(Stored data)
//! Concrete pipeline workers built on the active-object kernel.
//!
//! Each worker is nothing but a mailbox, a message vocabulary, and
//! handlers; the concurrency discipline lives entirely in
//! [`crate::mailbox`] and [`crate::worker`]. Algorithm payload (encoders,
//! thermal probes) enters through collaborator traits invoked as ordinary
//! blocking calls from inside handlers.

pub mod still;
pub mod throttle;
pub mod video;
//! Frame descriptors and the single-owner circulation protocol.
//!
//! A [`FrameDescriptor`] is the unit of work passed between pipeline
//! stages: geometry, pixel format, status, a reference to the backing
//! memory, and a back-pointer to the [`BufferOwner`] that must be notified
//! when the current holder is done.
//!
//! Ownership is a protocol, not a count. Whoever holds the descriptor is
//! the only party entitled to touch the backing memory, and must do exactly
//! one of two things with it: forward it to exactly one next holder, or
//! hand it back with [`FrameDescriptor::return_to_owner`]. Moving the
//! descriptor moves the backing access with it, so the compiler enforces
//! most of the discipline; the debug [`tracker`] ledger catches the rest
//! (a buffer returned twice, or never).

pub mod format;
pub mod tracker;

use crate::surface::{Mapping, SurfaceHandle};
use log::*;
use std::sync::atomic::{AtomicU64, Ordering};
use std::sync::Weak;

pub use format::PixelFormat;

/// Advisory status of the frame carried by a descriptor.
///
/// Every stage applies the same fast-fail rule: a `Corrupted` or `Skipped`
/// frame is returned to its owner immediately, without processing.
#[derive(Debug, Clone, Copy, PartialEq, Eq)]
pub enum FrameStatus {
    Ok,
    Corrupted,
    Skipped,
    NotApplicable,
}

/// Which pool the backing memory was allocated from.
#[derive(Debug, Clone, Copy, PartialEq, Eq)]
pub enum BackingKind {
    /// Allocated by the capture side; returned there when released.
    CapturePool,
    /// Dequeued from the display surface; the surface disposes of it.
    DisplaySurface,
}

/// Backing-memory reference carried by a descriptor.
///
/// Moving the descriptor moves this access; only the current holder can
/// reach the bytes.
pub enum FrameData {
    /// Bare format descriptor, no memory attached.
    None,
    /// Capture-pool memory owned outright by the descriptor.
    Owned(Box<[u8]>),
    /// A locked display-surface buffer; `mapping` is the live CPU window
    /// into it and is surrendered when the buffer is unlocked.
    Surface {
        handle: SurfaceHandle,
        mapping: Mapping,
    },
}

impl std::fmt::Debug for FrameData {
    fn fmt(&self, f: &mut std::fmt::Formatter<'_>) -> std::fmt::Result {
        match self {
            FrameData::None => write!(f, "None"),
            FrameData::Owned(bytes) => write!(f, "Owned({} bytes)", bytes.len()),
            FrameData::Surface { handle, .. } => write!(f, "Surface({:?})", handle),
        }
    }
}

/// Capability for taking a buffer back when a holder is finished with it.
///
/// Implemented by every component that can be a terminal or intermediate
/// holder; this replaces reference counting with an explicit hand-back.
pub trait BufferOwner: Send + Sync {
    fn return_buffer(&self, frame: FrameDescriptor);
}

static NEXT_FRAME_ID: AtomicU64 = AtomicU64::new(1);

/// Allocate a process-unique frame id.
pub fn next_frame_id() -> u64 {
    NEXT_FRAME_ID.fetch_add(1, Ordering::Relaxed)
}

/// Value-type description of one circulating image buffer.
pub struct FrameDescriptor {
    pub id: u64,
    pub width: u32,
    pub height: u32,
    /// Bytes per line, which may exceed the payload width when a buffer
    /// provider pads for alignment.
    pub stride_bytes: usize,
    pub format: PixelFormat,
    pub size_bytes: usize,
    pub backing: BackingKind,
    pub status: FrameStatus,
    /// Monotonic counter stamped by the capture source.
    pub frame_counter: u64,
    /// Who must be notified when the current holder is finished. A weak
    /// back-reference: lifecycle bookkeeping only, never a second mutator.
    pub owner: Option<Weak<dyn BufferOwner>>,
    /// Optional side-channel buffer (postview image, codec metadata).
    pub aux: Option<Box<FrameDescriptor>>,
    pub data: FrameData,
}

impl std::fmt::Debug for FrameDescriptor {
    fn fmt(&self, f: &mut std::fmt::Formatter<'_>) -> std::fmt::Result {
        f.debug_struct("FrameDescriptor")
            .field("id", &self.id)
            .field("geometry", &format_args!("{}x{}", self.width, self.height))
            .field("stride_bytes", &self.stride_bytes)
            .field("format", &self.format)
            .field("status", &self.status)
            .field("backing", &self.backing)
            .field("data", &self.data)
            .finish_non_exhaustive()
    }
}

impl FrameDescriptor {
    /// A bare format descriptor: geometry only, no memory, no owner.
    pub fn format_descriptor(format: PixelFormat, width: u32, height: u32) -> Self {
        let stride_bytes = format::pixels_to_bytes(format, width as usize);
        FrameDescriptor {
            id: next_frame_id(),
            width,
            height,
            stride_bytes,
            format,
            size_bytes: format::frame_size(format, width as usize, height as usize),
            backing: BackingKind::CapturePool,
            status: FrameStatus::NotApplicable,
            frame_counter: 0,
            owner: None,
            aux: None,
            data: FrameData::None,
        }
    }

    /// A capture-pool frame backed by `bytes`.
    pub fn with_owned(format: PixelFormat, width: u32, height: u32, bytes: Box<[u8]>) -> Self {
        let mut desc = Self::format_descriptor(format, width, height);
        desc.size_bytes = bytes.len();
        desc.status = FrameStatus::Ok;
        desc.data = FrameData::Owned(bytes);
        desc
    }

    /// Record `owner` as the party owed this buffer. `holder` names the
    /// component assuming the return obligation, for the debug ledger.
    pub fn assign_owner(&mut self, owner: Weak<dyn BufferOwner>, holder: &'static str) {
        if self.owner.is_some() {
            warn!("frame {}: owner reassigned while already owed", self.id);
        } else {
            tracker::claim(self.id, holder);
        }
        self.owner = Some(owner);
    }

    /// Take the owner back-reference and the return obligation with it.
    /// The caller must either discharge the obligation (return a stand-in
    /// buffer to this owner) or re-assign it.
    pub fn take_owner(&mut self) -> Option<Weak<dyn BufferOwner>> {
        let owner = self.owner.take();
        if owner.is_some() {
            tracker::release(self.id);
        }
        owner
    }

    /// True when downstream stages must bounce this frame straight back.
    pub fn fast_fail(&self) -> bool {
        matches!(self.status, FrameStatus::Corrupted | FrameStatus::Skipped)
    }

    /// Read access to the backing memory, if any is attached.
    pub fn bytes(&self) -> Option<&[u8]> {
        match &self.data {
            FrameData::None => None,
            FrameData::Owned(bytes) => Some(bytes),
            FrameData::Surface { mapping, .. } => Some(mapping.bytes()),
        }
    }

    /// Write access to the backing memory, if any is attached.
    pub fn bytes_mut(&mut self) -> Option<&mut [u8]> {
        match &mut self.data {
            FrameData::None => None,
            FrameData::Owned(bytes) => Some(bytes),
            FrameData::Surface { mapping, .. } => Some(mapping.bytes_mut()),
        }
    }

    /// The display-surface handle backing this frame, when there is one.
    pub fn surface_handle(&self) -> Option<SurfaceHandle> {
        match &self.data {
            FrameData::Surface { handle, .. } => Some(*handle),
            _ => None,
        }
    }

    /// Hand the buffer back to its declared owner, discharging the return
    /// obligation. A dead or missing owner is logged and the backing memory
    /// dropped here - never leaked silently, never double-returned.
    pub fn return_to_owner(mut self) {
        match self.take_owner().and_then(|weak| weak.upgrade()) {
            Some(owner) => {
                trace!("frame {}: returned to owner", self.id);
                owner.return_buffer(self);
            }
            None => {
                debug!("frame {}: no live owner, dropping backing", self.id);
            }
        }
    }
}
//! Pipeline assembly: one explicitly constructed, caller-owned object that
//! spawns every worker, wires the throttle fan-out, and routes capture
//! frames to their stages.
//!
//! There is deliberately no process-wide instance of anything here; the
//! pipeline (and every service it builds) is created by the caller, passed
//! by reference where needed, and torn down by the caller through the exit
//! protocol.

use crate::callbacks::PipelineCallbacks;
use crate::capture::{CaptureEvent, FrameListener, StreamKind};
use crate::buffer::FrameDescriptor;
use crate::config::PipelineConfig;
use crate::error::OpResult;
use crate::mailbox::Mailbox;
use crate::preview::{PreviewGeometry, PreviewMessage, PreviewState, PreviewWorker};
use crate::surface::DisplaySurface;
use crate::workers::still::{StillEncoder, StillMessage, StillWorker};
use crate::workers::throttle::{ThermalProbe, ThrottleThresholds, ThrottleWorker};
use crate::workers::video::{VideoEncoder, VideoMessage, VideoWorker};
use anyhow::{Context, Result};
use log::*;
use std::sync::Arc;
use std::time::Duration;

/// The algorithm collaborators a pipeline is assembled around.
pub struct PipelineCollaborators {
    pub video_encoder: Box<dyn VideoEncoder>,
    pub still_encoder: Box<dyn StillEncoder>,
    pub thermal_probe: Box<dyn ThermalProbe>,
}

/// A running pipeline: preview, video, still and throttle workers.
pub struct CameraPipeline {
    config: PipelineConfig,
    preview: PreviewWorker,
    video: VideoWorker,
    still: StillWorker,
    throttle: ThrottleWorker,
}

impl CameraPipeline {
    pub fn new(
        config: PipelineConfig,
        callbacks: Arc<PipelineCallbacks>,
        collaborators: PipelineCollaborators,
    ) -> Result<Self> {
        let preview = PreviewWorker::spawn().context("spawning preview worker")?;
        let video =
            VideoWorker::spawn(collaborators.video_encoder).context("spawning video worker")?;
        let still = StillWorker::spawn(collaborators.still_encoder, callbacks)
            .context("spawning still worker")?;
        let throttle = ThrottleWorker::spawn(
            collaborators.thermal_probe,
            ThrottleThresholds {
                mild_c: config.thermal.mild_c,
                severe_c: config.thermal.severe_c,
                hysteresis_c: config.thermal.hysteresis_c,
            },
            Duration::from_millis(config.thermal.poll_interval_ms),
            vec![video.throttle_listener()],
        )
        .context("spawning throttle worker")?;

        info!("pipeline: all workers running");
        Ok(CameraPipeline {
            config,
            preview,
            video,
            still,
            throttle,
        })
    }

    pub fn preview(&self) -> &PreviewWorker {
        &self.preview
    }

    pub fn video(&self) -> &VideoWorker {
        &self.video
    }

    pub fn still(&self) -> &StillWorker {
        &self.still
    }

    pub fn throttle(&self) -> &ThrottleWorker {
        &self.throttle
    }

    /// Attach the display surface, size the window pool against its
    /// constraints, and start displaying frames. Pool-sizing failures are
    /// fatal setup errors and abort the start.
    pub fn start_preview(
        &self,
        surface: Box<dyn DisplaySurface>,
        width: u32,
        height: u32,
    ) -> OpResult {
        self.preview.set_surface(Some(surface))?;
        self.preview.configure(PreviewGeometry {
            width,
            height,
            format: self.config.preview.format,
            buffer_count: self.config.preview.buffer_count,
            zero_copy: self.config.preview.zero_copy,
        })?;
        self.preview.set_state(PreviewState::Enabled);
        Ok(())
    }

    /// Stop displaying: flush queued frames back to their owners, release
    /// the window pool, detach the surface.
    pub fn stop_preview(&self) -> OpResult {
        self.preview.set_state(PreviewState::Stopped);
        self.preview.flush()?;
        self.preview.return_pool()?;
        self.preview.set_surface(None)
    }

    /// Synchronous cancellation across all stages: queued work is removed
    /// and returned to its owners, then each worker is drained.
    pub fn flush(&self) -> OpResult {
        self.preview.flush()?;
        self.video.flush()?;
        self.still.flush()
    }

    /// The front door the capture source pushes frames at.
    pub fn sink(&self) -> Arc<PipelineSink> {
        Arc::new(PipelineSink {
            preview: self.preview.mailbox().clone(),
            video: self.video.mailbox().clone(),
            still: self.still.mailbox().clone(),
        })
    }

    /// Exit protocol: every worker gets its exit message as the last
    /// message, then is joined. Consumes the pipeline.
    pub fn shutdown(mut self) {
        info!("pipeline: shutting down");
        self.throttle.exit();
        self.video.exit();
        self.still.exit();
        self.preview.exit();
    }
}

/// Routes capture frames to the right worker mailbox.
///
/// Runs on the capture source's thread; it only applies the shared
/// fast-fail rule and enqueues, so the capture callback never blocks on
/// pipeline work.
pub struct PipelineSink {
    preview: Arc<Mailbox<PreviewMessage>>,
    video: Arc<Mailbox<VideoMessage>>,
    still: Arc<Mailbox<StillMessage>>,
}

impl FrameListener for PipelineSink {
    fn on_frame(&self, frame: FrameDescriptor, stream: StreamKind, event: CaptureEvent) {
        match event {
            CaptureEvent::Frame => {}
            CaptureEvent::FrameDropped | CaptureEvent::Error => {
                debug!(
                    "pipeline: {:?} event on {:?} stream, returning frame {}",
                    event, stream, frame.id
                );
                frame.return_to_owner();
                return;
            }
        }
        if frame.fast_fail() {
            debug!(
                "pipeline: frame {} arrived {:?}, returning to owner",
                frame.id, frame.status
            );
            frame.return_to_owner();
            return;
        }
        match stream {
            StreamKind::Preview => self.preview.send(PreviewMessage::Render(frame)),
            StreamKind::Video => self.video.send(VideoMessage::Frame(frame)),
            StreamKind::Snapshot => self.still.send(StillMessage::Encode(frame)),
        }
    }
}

__Exercise description__
Only a number is wanted: how many lines above include "passed"?

__Result__
2